Total Cookie Protection is about isolating third party cookies/web storage, without breaking as much of the web as simply blocking third party cookies does.
In which way is Facebook Container "stricter"? Are you aware of any potential third-party tracking vectors that Firefox does not currently mitigate, but Facebook Container does? The only possible difference I can see is that Facebook Container keeps sites "shared" via Facebook inside of the Facebook Container, so if you navigate from e.g. Facebook -> CNN, facebook can only see the history of CNN pages you've visited inside of the Facebook container. Otherwise, clicking on a share link from Facebook (with, e.g., a unique query parameter) would allow Facebook to correlate their CNN.com facebook cookie with their Facebook.com cookie, getting (retroactive) access to all of your CNN history. So maybe that's one reason to continue to use Facebook Container
I'm not sure if it offers any stricter cookie-specific behavior, but it also blocks network requests Facebook makes on third party pages. So unless you're running in ETP strict/custom mode with the content blocker on, or in private browsing, or maybe an ad blocker that also blocks FB in general, that's probably worth noting.
What kind of protection does Facebook Container have other than deleting cookies outside of the container?
For my case Total Cookie Protection is enough, but if you want the same protection of Facebook Container for every website (i.e. session cookies which are deleted each time you restart the browser) you can install Cookie AutoDelete or use the built-in option to delete cookies at restart (whitelisting websites where you need permanent cookies).
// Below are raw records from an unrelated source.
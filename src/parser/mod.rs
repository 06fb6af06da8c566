//! Tag-range resolution and scanning.

mod options;
mod pattern;
mod resolver;
mod scanner;
mod searcher;

pub use options::{BoundaryRule, ErrorMode, SearchOptions};
pub use pattern::TagPattern;
pub use searcher::TagSearcher;
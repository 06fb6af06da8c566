//! Document-level types.

use super::TagRange;
use crate::error::{Error, Result};
use crate::parser::TagSearcher;
use crate::source::DocumentSource;
use std::io::Read;
use std::path::Path;

/// An immutable HTML document held as raw text.
///
/// Offsets used throughout the crate are byte offsets into [`Document::text`].
/// Every offset produced by a tag search falls on a character boundary.
#[derive(Debug, Clone, PartialEq, Eq)]
pub struct Document {
    text: String,
}

impl Document {
    /// Create a document from text.
    pub fn new(text: impl Into<String>) -> Self {
        Self { text: text.into() }
    }

    /// Create a document from UTF-8 bytes.
    ///
    /// Fails with [`Error::Encoding`] if the bytes are not valid UTF-8.
    pub fn from_bytes(data: &[u8]) -> Result<Self> {
        let text = std::str::from_utf8(data).map_err(|e| Error::Encoding(e.to_string()))?;
        Ok(Self::new(text))
    }

    /// Create a document from bytes, replacing invalid UTF-8 sequences.
    pub fn from_bytes_lossy(data: &[u8]) -> Self {
        Self::new(String::from_utf8_lossy(data).into_owned())
    }

    /// Read a document from any reader.
    pub fn from_reader<R: Read>(mut reader: R) -> Result<Self> {
        let mut data = Vec::new();
        reader.read_to_end(&mut data)?;
        Ok(Self::new(String::from_utf8(data)?))
    }

    /// Read a document from a file.
    pub fn open<P: AsRef<Path>>(path: P) -> Result<Self> {
        let text = std::fs::read_to_string(path.as_ref()).map_err(|e| match e.kind() {
            std::io::ErrorKind::InvalidData => Error::Encoding(format!(
                "{} is not valid UTF-8",
                path.as_ref().display()
            )),
            _ => Error::Io(e),
        })?;
        Ok(Self::new(text))
    }

    /// Retrieve a document through an injected source.
    pub fn fetch<S: DocumentSource + ?Sized>(source: &S) -> Result<Self> {
        log::debug!("Fetching document from {}", source.describe());
        let text = source.fetch()?;
        log::debug!("Fetched {} bytes from {}", text.len(), source.describe());
        Ok(Self::new(text))
    }

    /// The full raw text.
    pub fn text(&self) -> &str {
        &self.text
    }

    /// Length of the text in bytes.
    pub fn len(&self) -> usize {
        self.text.len()
    }

    /// Check if the document has no text.
    pub fn is_empty(&self) -> bool {
        self.text.is_empty()
    }

    /// Get the text in `[start, end)`.
    pub fn slice(&self, start: usize, end: usize) -> Result<&str> {
        self.check_window(start, end)?;
        Ok(&self.text[start..end])
    }

    /// Build a [`TagRange`] over `[start, end)`.
    ///
    /// The range must be non-empty; its content is not checked for tags.
    pub fn range(&self, start: usize, end: usize) -> Result<TagRange<'_>> {
        TagRange::new(self, start, end)
    }

    /// Find the first balanced `tag` pair in `[start, stop)` with default options.
    ///
    /// See [`TagSearcher::tag_search`].
    pub fn tag_search(&self, tag: &str, start: usize, stop: usize) -> Result<Vec<TagRange<'_>>> {
        TagSearcher::new(self).tag_search(tag, start, stop)
    }

    /// Find every `tag` pair in `[start, stop)` with default options.
    ///
    /// See [`TagSearcher::tag_scan`].
    pub fn tag_scan(&self, tag: &str, start: usize, stop: usize) -> Result<Vec<TagRange<'_>>> {
        TagSearcher::new(self).tag_scan(tag, start, stop)
    }

    /// Validate a `[start, stop)` window against the text.
    pub(crate) fn check_window(&self, start: usize, stop: usize) -> Result<()> {
        let len = self.text.len();
        if start > stop
            || stop > len
            || !self.text.is_char_boundary(start)
            || !self.text.is_char_boundary(stop)
        {
            return Err(Error::OutOfRange { start, stop, len });
        }
        Ok(())
    }
}

impl From<String> for Document {
    fn from(text: String) -> Self {
        Self::new(text)
    }
}

impl From<&str> for Document {
    fn from(text: &str) -> Self {
        Self::new(text)
    }
}
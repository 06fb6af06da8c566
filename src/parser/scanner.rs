//! Enumeration of every tag pair in a window.

use super::resolver::resolve;
use super::TagPattern;
use crate::error::{Error, Result};
use crate::model::{Document, TagRange};

/// Collect every balanced pair of `pattern` in `doc[start..stop)`.
///
/// Resolves one top-level pair at a time, moving the window start past it,
/// and concatenates each result (outer first, then nested). Fails with
/// [`Error::TagAbsent`] if the first resolution finds nothing.
pub(crate) fn scan<'doc>(
    doc: &'doc Document,
    pattern: &TagPattern,
    start: usize,
    stop: usize,
    max_depth: Option<usize>,
) -> Result<Vec<TagRange<'doc>>> {
    let mut matches = Vec::new();
    let mut window = start;
    let mut top_level = 0usize;

    loop {
        let found = resolve(doc, pattern, window, stop, max_depth)?;
        let Some(outer) = found.first() else {
            break;
        };
        window = outer.end();
        top_level += 1;
        matches.extend(found);
    }

    if matches.is_empty() {
        return Err(Error::TagAbsent {
            tag: pattern.tag().to_string(),
            start,
            stop,
        });
    }

    log::debug!(
        "Scanned <{}> in [{}, {}): {} top-level, {} total",
        pattern.tag(),
        start,
        stop,
        top_level,
        matches.len()
    );

    Ok(matches)
}
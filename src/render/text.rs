//! Plain text rendering for extracted tables.

use crate::error::Result;
use crate::model::Table;

/// Convert a table to tab-separated text, header line first.
pub fn to_text(table: &Table) -> Result<String> {
    let mut lines = Vec::with_capacity(table.row_count() + 1);
    lines.push(join_row(&table.headers));
    lines.extend(table.rows.iter().map(|row| join_row(row)));
    Ok(lines.join("\n"))
}

fn join_row(cells: &[String]) -> String {
    cells
        .iter()
        .map(|c| c.replace(['\t', '\r', '\n'], " "))
        .collect::<Vec<_>>()
        .join("\t")
}

#[cfg(test)]
mod tests {
    use super::*;

    #[test]
    fn test_to_text() {
        let mut table = Table::with_headers(["French", "English"]);
        table.add_row(vec!["être".into(), "to be".into()]);
        table.add_row(vec!["avoir".into(), "to\thave".into()]);

        let result = to_text(&table).unwrap();
        assert_eq!(result, "French\tEnglish\nêtre\tto be\navoir\tto have");
    }
}
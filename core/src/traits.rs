//! Core traits for backends and request generators
//!
//! These traits are defined in core so the pipeline never depends on wire
//! details. Implementations live in their respective crates (backends/,
//! generators/).

use crate::request::Request;
use crate::response::BackendResponse;
use async_trait::async_trait;
use std::sync::Arc;

// ============================================================================
// Backend Trait
// ============================================================================

/// Executor of one protocol, invoked by a worker
///
/// `execute` must fully consume the response (drain bodies) before
/// returning so the measured latency covers the whole exchange and the
/// connection can be reused.
#[async_trait]
pub trait Backend: Send + Sync {
    /// Backend identifier (e.g., "http", "vector_search")
    fn name(&self) -> &str;

    /// Execute one request
    ///
    /// Recoverable failures (`Transport`, `Protocol`) are turned into error
    /// results by the worker. Fatal failures abort the run.
    async fn execute(&self, request: &Request) -> Result<BackendResponse, BackendError>;
}

/// Builds one backend session per worker
///
/// The worker pool awaits every `connect` call before any request is
/// admitted.
#[async_trait]
pub trait BackendFactory: Send + Sync {
    /// Backend identifier
    fn name(&self) -> &str;

    /// Establish the session used by `worker_id`
    async fn connect(&self, worker_id: usize) -> Result<Arc<dyn Backend>, BackendError>;
}

/// Backend errors
#[derive(Debug, thiserror::Error)]
pub enum BackendError {
    /// No response received (connection refused, reset, DNS failure)
    #[error("transport error: {0}")]
    Transport(String),

    /// The backend rejected the call at the protocol level
    #[error("protocol error: {0}")]
    Protocol(String),

    /// The request cannot be turned into a wire-level call
    #[error("invalid request: {0}")]
    InvalidRequest(String),

    /// The request payload has the wrong shape for this backend
    #[error("unexpected payload: expected {expected}, got {found}")]
    UnexpectedPayload {
        /// Payload kind the backend understands
        expected: &'static str,
        /// Payload kind it received
        found: &'static str,
    },

    /// Backend session could not be built
    #[error("configuration error: {0}")]
    Config(String),
}

impl BackendError {
    /// Whether this error indicates a bug rather than a runtime condition
    pub fn is_fatal(&self) -> bool {
        matches!(
            self,
            BackendError::InvalidRequest(_)
                | BackendError::UnexpectedPayload { .. }
                | BackendError::Config(_)
        )
    }
}

// ============================================================================
// Request Generator Trait
// ============================================================================

/// Lazy source of requests
///
/// Shipped generators are infinite; `None` is reserved for bounded sources
/// (request caps, tests). Request ids are assigned by
/// [`generate`](crate::generator::generate), not by the implementation.
pub trait RequestGenerator: Send {
    /// Generator name for identification
    fn name(&self) -> &str;

    /// Produce the next request, or `None` when exhausted
    fn next_request(&mut self) -> Option<Request>;
}

impl<G: RequestGenerator + ?Sized> RequestGenerator for Box<G> {
    fn name(&self) -> &str {
        (**self).name()
    }

    fn next_request(&mut self) -> Option<Request> {
        (**self).next_request()
    }
}

#[cfg(test)]
mod tests {
    use super::*;

    #[test]
    fn test_backend_error_fatal() {
        assert!(BackendError::InvalidRequest("bad url".into()).is_fatal());
        assert!(BackendError::UnexpectedPayload {
            expected: "vector_query",
            found: "none"
        }
        .is_fatal());
        assert!(BackendError::Config("bad dsn".into()).is_fatal());

        assert!(!BackendError::Transport("refused".into()).is_fatal());
        assert!(!BackendError::Protocol("not found".into()).is_fatal());
    }

    #[test]
    fn test_unexpected_payload_message() {
        let err = BackendError::UnexpectedPayload {
            expected: "vector_query",
            found: "none",
        };
        assert_eq!(
            err.to_string(),
            "unexpected payload: expected vector_query, got none"
        );
    }
}
//! Running aggregates maintained by the collector

use crate::config::Protocol;
use crate::response::{RequestResult, ResultPayload};

use super::report::{FinalReport, ProgressSnapshot, SearchSummary};

use chrono::{DateTime, Utc};
use std::collections::BTreeMap;
use std::time::{Duration, Instant};

/// Monotonic counters over every result seen
///
/// Updates go through [`record_at`](Self::record_at) and derived values
/// through [`snapshot_at`](Self::snapshot_at) with an explicit `now`, so
/// rates are reproducible in tests. Once set, the first-response timestamp
/// never changes.
#[derive(Debug, Clone, Default)]
pub struct RunningStats {
    responses: u64,
    successes: u64,
    errors: u64,
    total_latency: Duration,
    status_codes: BTreeMap<u16, u64>,
    outcomes: BTreeMap<String, u64>,
    searches: u64,
    points_found: u64,
    best_score_sum: f64,
    first_response_at: Option<Instant>,
    started_at: Option<DateTime<Utc>>,
}

impl RunningStats {
    /// Create empty stats
    pub fn new() -> Self {
        Self::default()
    }

    /// Fold one result into the aggregates, observed at `now`
    ///
    /// Results arrive as a merge of independent worker streams, so the test
    /// start is backdated from the first *received* result by its latency
    /// rather than taken from any request id.
    pub fn record_at(&mut self, result: &RequestResult, now: Instant) {
        self.responses += 1;
        self.total_latency += result.latency;

        if self.first_response_at.is_none() {
            self.first_response_at = Some(now.checked_sub(result.latency).unwrap_or(now));
            let backdate = chrono::Duration::from_std(result.latency).unwrap_or_default();
            self.started_at = Some(Utc::now() - backdate);
        }

        if result.is_success() {
            self.successes += 1;
        }
        if result.is_error() {
            self.errors += 1;
        }

        *self
            .status_codes
            .entry(result.outcome.status_code())
            .or_insert(0) += 1;
        *self.outcomes.entry(result.outcome.class()).or_insert(0) += 1;

        match result.payload {
            ResultPayload::Search { points, best_score } => {
                self.searches += 1;
                self.points_found += points as u64;
                self.best_score_sum += f64::from(best_score);
            }
            ResultPayload::None => {}
        }
    }

    /// Total results seen
    pub fn responses(&self) -> u64 {
        self.responses
    }

    /// Error-classified results seen
    pub fn errors(&self) -> u64 {
        self.errors
    }

    /// Moment the first request is estimated to have been dispatched
    pub fn first_response_at(&self) -> Option<Instant> {
        self.first_response_at
    }

    /// Time since the first request, as of `now`
    pub fn elapsed_at(&self, now: Instant) -> Option<Duration> {
        self.first_response_at
            .map(|first| now.saturating_duration_since(first))
    }

    /// `responses / elapsed`, or `None` before any result or at zero elapsed
    pub fn rate_at(&self, now: Instant) -> Option<f64> {
        let secs = self.elapsed_at(now)?.as_secs_f64();
        if self.responses == 0 || secs <= 0.0 {
            return None;
        }
        Some(self.responses as f64 / secs)
    }

    /// `total_latency / responses`, or `None` before any result
    pub fn mean_latency(&self) -> Option<Duration> {
        if self.responses == 0 {
            return None;
        }
        let mean = self.total_latency.as_nanos() / u128::from(self.responses);
        Some(Duration::from_nanos(mean as u64))
    }

    /// Averages over vector-search results, if any were seen
    pub fn search_summary(&self) -> Option<SearchSummary> {
        if self.searches == 0 || self.responses == 0 {
            return None;
        }
        let n = self.responses as f64;
        Some(SearchSummary {
            avg_points: self.points_found as f64 / n,
            avg_best_score: self.best_score_sum / n,
        })
    }

    /// Progress snapshot as of `now`; `None` until the first result
    pub fn snapshot_at(&self, now: Instant) -> Option<ProgressSnapshot> {
        Some(ProgressSnapshot {
            responses: self.responses,
            errors: self.errors,
            rate: self.rate_at(now)?,
            mean_latency: self.mean_latency()?,
            search: self.search_summary(),
        })
    }

    /// Final report as of `now`
    pub fn finish_at(&self, protocol: Protocol, now: Instant) -> FinalReport {
        FinalReport {
            protocol,
            started_at: self.started_at,
            ended_at: Utc::now(),
            responses: self.responses,
            successes: self.successes,
            errors: self.errors,
            rate: self.rate_at(now),
            mean_latency: self.mean_latency(),
            status_codes: self.status_codes.clone(),
            outcomes: self.outcomes.clone(),
            search: self.search_summary(),
        }
    }
}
It also blocks network requests made by third-party sites to FB. So unless you're already running ETP with the content blocker on (strict mode, private browsing mode) or another ad blocker kind of addon that also blocks FB strictly, then that's an additional measure.
I think Cookie Protection does solve the problem that I used the containers for. I wasn't really using it to keep accounts separate, per se, but more to keep companies like Google from snooping and sneaking peeks at my other cookies.